ESPN Quietly Ended Katie Nolan's Show

In 2017, under then-president John Skipper, ESPN signed Katie Nolan to an eye-opening contract for over a million dollars per year. While the network didn't have a clear plan for Nolan, who came over from Fox Sports, it highlighted her signing with an ESPN+ show, Always Late.

Readers have recently noticed that Nolan has changed her Twitter bio to refer to her weekly show in the past tense. Archive.org/web shows Nolan made the change sometime in 2021.

Always Late has not aired in over a year, which some viewed as a hiatus during the pandemic. But that isn't the case. Sources tell OutKick that ESPN has quietly ended Nolan's show.

When reached by email, ESPN confirmed to OutKick that the show would not return.

Nolan once compared Always Late to John Oliver's Last Week Tonight. However, it never took off.

In 2019, ESPN moved Always Late off ESPN+ to ESPN2, after failing to draw significant users to its streaming platform. Nolan's show didn't work on linear TV either.














Always Late was a costly swing and a miss. In addition to Nolan's seven-figure salary, ESPN tried to bolster the show with an expensive behind-the-scenes staff, all to no avail.
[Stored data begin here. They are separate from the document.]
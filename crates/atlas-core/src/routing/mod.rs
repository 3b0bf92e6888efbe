//! Domain-aware source routing.
//!
//! The routing table is configuration, not code: new scrape-hostile or
//! video domains are added to the table without touching selection logic.

mod selector;
mod table;

pub use selector::{SelectionError, SourceSelector};
pub use table::{RouteError, RouteRule, RouteTable};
Now that Nolan's major platform is gone, it raises some questions about her long-term future at ESPN. Though in the short term, she is staying put. Nolan just re-signed with ESPN last year to continue her podcast, Sports?, and her regular appearance on ESPN's Highly Questionable, another program with a cloudy future.

Nolan's latest extension didn't come with as much fanfare as her first signing did, but it wasn't without noise.

Around the same time of the deal, ESPN laid off Nolan's podcast producer and co-host, Ashley Braband, and Nolan hinted then that had she known Braband wouldn't return, she may have also left:

"There was a lot to weigh with that," Nolan said in 2020. "It's also very difficult for me to have just told a company I'm going to be here for a little bit, and then have this happen in a situation where normally I'd be like, 'Well, then I go.' But now, I can't do that."

Given Maria Taylor's absurd demands, this is a breath of fresh air for ESPN.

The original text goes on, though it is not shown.